Every line of the material below that holds the string "verb" should be copied.
--- Data for analysis ---
//! Dispatch command

use super::{Context, parse_params, parse_route};
use crate::error::CliResult;
use serde_json::Value;

/// Dispatch a call through the fallback chain and print the envelope.
pub async fn execute(
    ctx: &Context,
    verb: &str,
    path: &str,
    params: &[String],
    query: &[String],
    body: Option<&str>,
) -> CliResult<()> {
    let route = parse_route(verb, path)?;
    let params = parse_params(params)?;
    let query = parse_params(query)?;
    let body: Option<Value> = body.map(serde_json::from_str::<Value>).transpose()?;

    let (client, _) = ctx.client().await?;
    ctx.info(&format!("Dispatching {}", route));

    let envelope = client
        .dispatch_with_query(&route, &params, &query, body)
        .await;
    ctx.finish(&envelope)
}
---
Task solution:
    verb: &str,
    let route = parse_route(verb, path)?;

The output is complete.